With spatially distributed models, the effect of spatial uncertainty of the model inputs is one of the least understood contributors to output uncertainty and can be a substantial source of errors that propagate through the model. The application of the global uncertainty and sensitivity (GUA/SA) methods for formal evaluation of models is still uncommon in spite of its importance. Even for the infrequent cases where the GUA/SA is performed for evaluation of a model application, the spatial uncertainty of model inputs is disregarded due to lack of appropriate tools. The main objective of this work is to evaluate the effect of spatial uncertainty of model inputs on the uncertainty of spatially distributed watershed models in the context of other input uncertainty sources. A new GUA/SA framework is proposed in this dissertation in order to incorporate the effect of spatially distributed numerical and categorical model inputs into the global uncertainty and sensitivity analysis (GUA/SA). The proposed framework combines the global, variance-based method of Sobol and geostatistical techniques of sequential simulation (SS). Sequential Gaussian simulation (SGS) is used for estimation of spatial uncertainty for numerical inputs (like land elevation), while sequential indicator simulation (SIS) is used for assessment of spatial uncertainty of categorical inputs (like land cover type). The Regional Simulation Model (RSM) and its application to WCA-2A in the South Florida Everglades is used as a test bed of the framework developed in this dissertation. The RSM outputs chosen as metrics for GUA/SA for this study are key performance measures generally adopted in the Everglades restoration studies: hydroperiod, water depth amplitude, mean, minimum and maximum. The GUA/SA results for two types of outputs, domain-based (spatially averaged over domain) and benchmark cell-based, are compared. The benchmark cell-based outputs are characterized with larger uncertainty than their domain-based counterparts. The uncertainty of benchmark cell-based outputs is mainly controlled by land elevation uncertainty, while uncertainty of domain-based outputs it also attributed to factors like conveyance parameters. The results indicate that spatial uncertainty of model inputs is indeed an important source of model uncertainty.
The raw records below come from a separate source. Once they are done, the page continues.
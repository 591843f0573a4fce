use clap::Parser;
use nodal::analysis::{PauseFlag, Recorder, RunStatus};
use nodal::deck::Deck;
use nodal::options::SolverBackend;
use nodal::output;
use nodal::report::{CollectingReporter, Severity};
use std::fs::File;
use std::io::{self, Write};
use std::path::PathBuf;

/// Sparse-matrix circuit simulator
#[derive(Parser)]
#[command(name = "nodal", version)]
struct Cli {
    /// TOML circuit deck to simulate
    deck: PathBuf,

    /// Print performance stats to stderr
    #[arg(long)]
    stats: bool,

    /// Linear solver for real systems (native or faer)
    #[arg(long)]
    backend: Option<SolverBackend>,

    /// Write CSV results to this file instead of stdout
    #[arg(long, short)]
    output: Option<PathBuf>,
}

fn main() {
    let cli = Cli::parse();

    tracing_subscriber::fmt()
        .with_env_filter(tracing_subscriber::EnvFilter::from_default_env())
        .with_writer(std::io::stderr)
        .init();

    let mut deck = Deck::load(&cli.deck).unwrap_or_else(|e| {
        eprintln!("Error reading {}: {}", cli.deck.display(), e);
        std::process::exit(1);
    });
    if let Some(backend) = cli.backend {
        deck.options.backend = backend;
    }

    let mut circuit = deck
        .build_circuit_with(Box::new(CollectingReporter::new()))
        .unwrap_or_else(|e| {
            eprintln!("Deck error: {}", e);
            std::process::exit(1);
        });

    let mut out: Box<dyn Write> = match &cli.output {
        Some(path) => Box::new(File::create(path).unwrap_or_else(|e| {
            eprintln!("Error creating {}: {}", path.display(), e);
            std::process::exit(1);
        })),
        None => Box::new(io::stdout()),
    };

    let pause = PauseFlag::new();
    for mut job in deck.build_analyses() {
        let mut recorder = Recorder::new();
        match job.run(&mut circuit, &mut recorder, &pause) {
            Ok(RunStatus::Completed) => {}
            Ok(RunStatus::Paused) => eprintln!("{} analysis paused", job.name()),
            Err(e) => {
                eprintln!("{} analysis error: {}", job.name(), e);
                std::process::exit(1);
            }
        }
        for plot in recorder.plots() {
            output::write_plot(plot, &mut out).unwrap_or_else(|e| {
                eprintln!("Output error: {}", e);
                std::process::exit(1);
            });
        }
    }

    let warnings = circuit.reporter().diagnostics().iter().filter(|d| d.severity == Severity::Warning).count();
    if warnings > 0 {
        eprintln!("{} warning(s) reported", warnings);
    }
    if cli.stats {
        circuit.ctx.stats.display();
    }
}
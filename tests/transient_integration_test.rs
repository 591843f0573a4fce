//! Integration tests for transient analysis: build -> simulate -> compare
//! against analytical solutions.

use nodal::analysis::transient::Transient;
use nodal::analysis::{Analysis, PauseFlag, Plot, Recorder, RunStatus};
use nodal::device::bsim3::Bsim3;
use nodal::device::capacitor::Capacitor;
use nodal::device::diode::Diode;
use nodal::device::inductor::Inductor;
use nodal::device::resistor::Resistor;
use nodal::device::vsource::VoltageSource;
use nodal::device::waveform::Waveform;
use nodal::options::{IntegrationMethod, SimOptions};
use nodal::Circuit;

// ── Helpers ─────────────────────────────────────────────────────────

/// V1 drives `in`; R from `in` to `out`; C from `out` to ground.
fn rc_circuit(options: SimOptions, source: Option<Waveform>, dc: f64) -> Circuit {
    let mut ckt = Circuit::new(options);
    let mut v = VoltageSource::new("vsrc");
    v.add("v1", "in", "0", dc);
    if let Some(w) = source {
        v.with_waveform(w);
    }
    let mut r = Resistor::new("res");
    r.add("r1", "in", "out", 1e3);
    let mut c = Capacitor::new("cap");
    c.add("c1", "out", "0", 1e-6);
    ckt.add(v).expect("add source");
    ckt.add(r).expect("add resistor");
    ckt.add(c).expect("add capacitor");
    ckt
}

/// Run a transient analysis to completion and return its plot.
fn tran_solve(ckt: &mut Circuit, tran: &mut Transient) -> Plot {
    let mut rec = Recorder::new();
    let status = tran
        .run(ckt, &mut rec, &PauseFlag::new())
        .expect("transient failed");
    assert_eq!(status, RunStatus::Completed);
    rec.last().cloned().expect("no plot recorded")
}

/// Start a transient run and stop before the first step, leaving the
/// t = 0 state in the context.
fn start_only(ckt: &mut Circuit, tran: &mut Transient) -> Plot {
    let pause = PauseFlag::new();
    pause.request();
    let mut rec = Recorder::new();
    let status = tran.run(ckt, &mut rec, &pause).expect("transient start failed");
    assert_eq!(status, RunStatus::Paused);
    rec.last().cloned().expect("no plot recorded")
}

fn max_error(plot: &Plot, vector: &str, exact: impl Fn(f64) -> f64) -> f64 {
    let values = plot.real_vector(vector).expect("vector missing");
    plot.scale
        .iter()
        .zip(&values)
        .map(|(&t, &v)| (v - exact(t)).abs())
        .fold(0.0, f64::max)
}

// ── RC circuits ─────────────────────────────────────────────────────

/// Capacitor starts discharged under UIC and charges towards the source.
#[test]
fn test_rc_charging_uic() {
    let tau = 1e-3;
    let mut ckt = rc_circuit(SimOptions::default(), None, 5.0);
    let plot = tran_solve(&mut ckt, &mut Transient::new(10e-6, 5e-3).with_uic(true));

    assert_eq!(plot.meta.scale, "time");
    assert_eq!(plot.scale[0], 0.0);
    assert_eq!(plot.real_vector("V(out)").unwrap()[0], 0.0);
    let last = *plot.scale.last().unwrap();
    assert!((last - 5e-3).abs() < 1e-12, "run must end at tstop, ended at {last}");
    assert!(plot.scale.windows(2).all(|w| w[1] > w[0]), "time must increase");

    let err = max_error(&plot, "V(out)", |t| 5.0 * (1.0 - (-t / tau).exp()));
    assert!(err < 0.02 * 5.0, "max error {err} exceeds 2%");
    assert!(ckt.ctx.stats.timesteps_accepted as usize >= plot.len() - 1);
}

#[test]
fn test_rc_charging_backward_euler() {
    let tau = 1e-3;
    let opts = SimOptions {
        method: IntegrationMethod::Euler,
        max_order: 1,
        ..SimOptions::default()
    };
    let mut ckt = rc_circuit(opts, None, 5.0);
    let plot = tran_solve(&mut ckt, &mut Transient::new(10e-6, 5e-3).with_uic(true));
    let err = max_error(&plot, "V(out)", |t| 5.0 * (1.0 - (-t / tau).exp()));
    assert!(err < 0.02 * 5.0, "max error {err} exceeds 2%");
}

/// Without UIC the run starts from the operating point, which is already
/// the steady state.
#[test]
fn test_rc_steady_state_from_operating_point() {
    let mut ckt = rc_circuit(SimOptions::default(), None, 5.0);
    let plot = tran_solve(&mut ckt, &mut Transient::new(10e-6, 1e-3));
    let err = max_error(&plot, "V(out)", |_| 5.0);
    assert!(err < 1e-6, "steady state drifted by {err}");
}

#[test]
fn test_rc_pulse_response() {
    let tau = 1e-3;
    let td = 1e-3;
    let pulse = Waveform::Pulse {
        v1: 0.0,
        v2: 1.0,
        td,
        tr: 1e-6,
        tf: 1e-6,
        pw: f64::INFINITY,
        per: 0.0,
    };
    let mut ckt = rc_circuit(SimOptions::default(), Some(pulse), 0.0);
    let plot = tran_solve(&mut ckt, &mut Transient::new(10e-6, 5e-3));

    let err = max_error(&plot, "V(out)", |t| {
        if t <= td {
            0.0
        } else {
            1.0 - (-(t - td) / tau).exp()
        }
    });
    assert!(err < 0.03, "max error {err}");
}

#[test]
fn test_tstart_suppresses_early_points() {
    let mut ckt = rc_circuit(SimOptions::default(), None, 5.0);
    let plot = tran_solve(&mut ckt, &mut Transient::new(10e-6, 2e-3).with_start(1e-3).with_uic(true));
    assert!(!plot.is_empty());
    assert!(plot.scale[0] >= 1e-3, "first recorded time {}", plot.scale[0]);
}

// ── RL circuit ──────────────────────────────────────────────────────

/// Inductor current rises as I = V/R (1 - exp(-t R / L)).
#[test]
fn test_rl_current_rise() {
    let (r, l, v) = (1e3, 1e-3, 1.0);
    let tau = l / r;
    let mut ckt = Circuit::new(SimOptions::default());
    let mut src = VoltageSource::new("vsrc");
    src.add("v1", "in", "0", v);
    let mut res = Resistor::new("res");
    res.add("r1", "in", "mid", r);
    let mut ind = Inductor::new("ind");
    ind.add("l1", "mid", "0", l);
    ckt.add(src).unwrap();
    ckt.add(res).unwrap();
    ckt.add(ind).unwrap();

    let plot = tran_solve(&mut ckt, &mut Transient::new(10e-9, 5e-6).with_uic(true));
    let err = max_error(&plot, "I(l1)", |t| v / r * (1.0 - (-t / tau).exp()));
    assert!(err < 0.02 * v / r, "max current error {err}");
}

// ── Device initial conditions ───────────────────────────────────────

/// A diode `ic` sets the junction voltage the run starts from.
#[test]
fn test_uic_diode_initial_condition() {
    let mut ckt = Circuit::new(SimOptions::default());
    let mut src = VoltageSource::new("vsrc");
    src.add("v1", "in", "0", 1.0);
    let mut res = Resistor::new("res");
    res.add("r1", "in", "a", 1e3);
    let mut d = Diode::new("dmod");
    d.add("d1", "a", "0");
    ckt.add(src).unwrap();
    ckt.add(res).unwrap();
    ckt.add(d).unwrap();
    ckt.set_model_param("dmod", "cjo", 1e-12).unwrap();
    ckt.set_instance_param("d1", "ic", 0.5).unwrap();

    let mut tran = Transient::new(1e-9, 1e-8).with_uic(true);
    let plot = start_only(&mut ckt, &mut tran);
    assert_eq!(plot.scale, vec![0.0]);
    // The diode owns the only state slots; its junction voltage is first.
    assert_eq!(ckt.ctx.state0[0], 0.5, "diode ic ignored");

    let status = tran.run(&mut ckt, &mut Recorder::new(), &PauseFlag::new()).unwrap();
    assert_eq!(status, RunStatus::Completed);
}

/// MOSFET `icvds`/`icvgs`/`icvbs` set the terminal biases at t = 0.
#[test]
fn test_uic_mosfet_initial_conditions() {
    let mut ckt = Circuit::new(SimOptions::default());
    let mut src = VoltageSource::new("vsrc");
    src.add("vd", "d", "0", 1.0).add("vg", "g", "0", 1.5);
    let mut m = Bsim3::new("nch");
    m.model.tox = 1.5e-8;
    m.model.vth0 = Some(0.7);
    m.add("m1", "d", "g", "0", "0");
    ckt.add(src).unwrap();
    ckt.add(m).unwrap();
    ckt.set_instance_param("m1", "icvds", 1.2).unwrap();
    ckt.set_instance_param("m1", "icvgs", 2.0).unwrap();
    ckt.set_instance_param("m1", "icvbs", -0.3).unwrap();

    start_only(&mut ckt, &mut Transient::new(1e-9, 1e-8).with_uic(true));
    // Bias slots of the only stateful instance: vbd, vbs, vgs, vds.
    let s = &ckt.ctx.state0;
    assert_eq!(s[1], -0.3);
    assert_eq!(s[2], 2.0);
    assert_eq!(s[3], 1.2);
    assert_eq!(s[0], -0.3 - 1.2);
}
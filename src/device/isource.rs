use super::waveform::Waveform;
use super::{bad_param, no_instance, Device, DeviceKind, Setup};
use crate::context::{AnalysisMode, SimContext};
use crate::error::Result;
use crate::matrix::SparseMatrix;
use num_complex::Complex64;

#[derive(Debug, Clone)]
struct Instance {
    name: String,
    terminals: [String; 2],
    dc: f64,
    ac_mag: f64,
    ac_phase: f64,
    waveform: Option<Waveform>,
    nodes: [usize; 2],
}

/// Independent current sources. Positive current flows from the
/// positive terminal through the source to the negative terminal.
#[derive(Debug, Clone)]
pub struct CurrentSource {
    name: String,
    instances: Vec<Instance>,
}

impl CurrentSource {
    pub fn new(name: &str) -> Self {
        Self {
            name: name.to_string(),
            instances: Vec::new(),
        }
    }

    pub fn add(&mut self, name: &str, pos: &str, neg: &str, dc: f64) -> &mut Self {
        self.instances.push(Instance {
            name: name.to_string(),
            terminals: [pos.to_string(), neg.to_string()],
            dc,
            ac_mag: 0.0,
            ac_phase: 0.0,
            waveform: None,
            nodes: [0; 2],
        });
        self
    }

    pub fn with_waveform(&mut self, waveform: Waveform) -> &mut Self {
        if let Some(inst) = self.instances.last_mut() {
            inst.waveform = Some(waveform);
        }
        self
    }

    pub fn with_ac(&mut self, magnitude: f64, phase_deg: f64) -> &mut Self {
        if let Some(inst) = self.instances.last_mut() {
            inst.ac_mag = magnitude;
            inst.ac_phase = phase_deg;
        }
        self
    }

    pub fn set_waveform(&mut self, instance: &str, waveform: Waveform) -> Result<()> {
        let inst = self
            .instances
            .iter_mut()
            .find(|i| i.name == instance)
            .ok_or_else(|| no_instance(&self.name, instance))?;
        inst.waveform = Some(waveform);
        Ok(())
    }
}

impl Device for CurrentSource {
    fn kind(&self) -> DeviceKind {
        DeviceKind::CurrentSource
    }

    fn name(&self) -> &str {
        &self.name
    }

    fn instance_names(&self) -> Vec<&str> {
        self.instances.iter().map(|i| i.name.as_str()).collect()
    }

    fn set_instance_param(&mut self, instance: &str, param: &str, value: f64) -> Result<()> {
        let inst = self
            .instances
            .iter_mut()
            .find(|i| i.name == instance)
            .ok_or_else(|| no_instance(&self.name, instance))?;
        match param {
            "dc" => inst.dc = value,
            "acmag" => inst.ac_mag = value,
            "acphase" => inst.ac_phase = value,
            _ => return Err(bad_param(instance, param)),
        }
        Ok(())
    }

    fn ask(&self, instance: &str, param: &str) -> Option<f64> {
        let inst = self.instances.iter().find(|i| i.name == instance)?;
        match param {
            "dc" => Some(inst.dc),
            "acmag" => Some(inst.ac_mag),
            "acphase" => Some(inst.ac_phase),
            _ => None,
        }
    }

    fn setup(&mut self, setup: &mut Setup<'_>) -> Result<()> {
        for inst in &mut self.instances {
            inst.nodes = [setup.node(&inst.terminals[0]), setup.node(&inst.terminals[1])];
        }
        Ok(())
    }

    fn load(&mut self, ctx: &mut SimContext, _matrix: &mut SparseMatrix) -> Result<()> {
        for inst in &self.instances {
            let value = match (ctx.mode, &inst.waveform) {
                (AnalysisMode::DcOp | AnalysisMode::DcSweep, _) | (_, None) => inst.dc,
                (AnalysisMode::TranOp, Some(w)) => w.value(0.0),
                (_, Some(w)) => w.value(ctx.time),
            } * ctx.src_fact;
            let [p, n] = inst.nodes;
            ctx.rhs[p] -= value;
            ctx.rhs[n] += value;
        }
        Ok(())
    }

    fn ac_load(&self, ctx: &mut SimContext, _matrix: &mut SparseMatrix) -> Result<()> {
        for inst in &self.instances {
            let value = Complex64::from_polar(inst.ac_mag, inst.ac_phase.to_radians());
            let [p, n] = inst.nodes;
            ctx.ac_rhs[p] -= value;
            ctx.ac_rhs[n] += value;
        }
        Ok(())
    }

    fn pz_load(&self, _s: Complex64, _matrix: &mut SparseMatrix) -> Result<()> {
        Ok(())
    }
}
The land cover distribution affects model outputs through delineation of Manning’s roughness zones and evapotranspiration factors associated to the different vegetation classes. This study shows that in this application the spatial representation of land cover has much smaller influence on model uncertainty when compared to other sources of uncertainty like spatial representation of land elevation.

The spatial uncertainty of land cover was found to affect RSM domain-based model outputs through delineation of Manning’s roughness zones more than through ET parameters effects.

The relationship between model uncertainty and alternative spatial data resolutions was studied to provide an illustration of how the procedure may be applied for more informed decisions regarding planning of data collection campaigns. The results corroborate a proposed hypothetical nonlinear, negative relationship between model uncertainty and source data density. The inflection point in the curve, representing the optimal data requirements for the application, is identified for the data density between 1/4 and 1/8 of original data density. It is postulated that the inflection point is related to the characteristics of the spatial dataset (variogram) and the aggregation technique (model grid size).

The framework proposed in this dissertation could be applied to any spatially distributed model and input, as it is independent from model assumptions.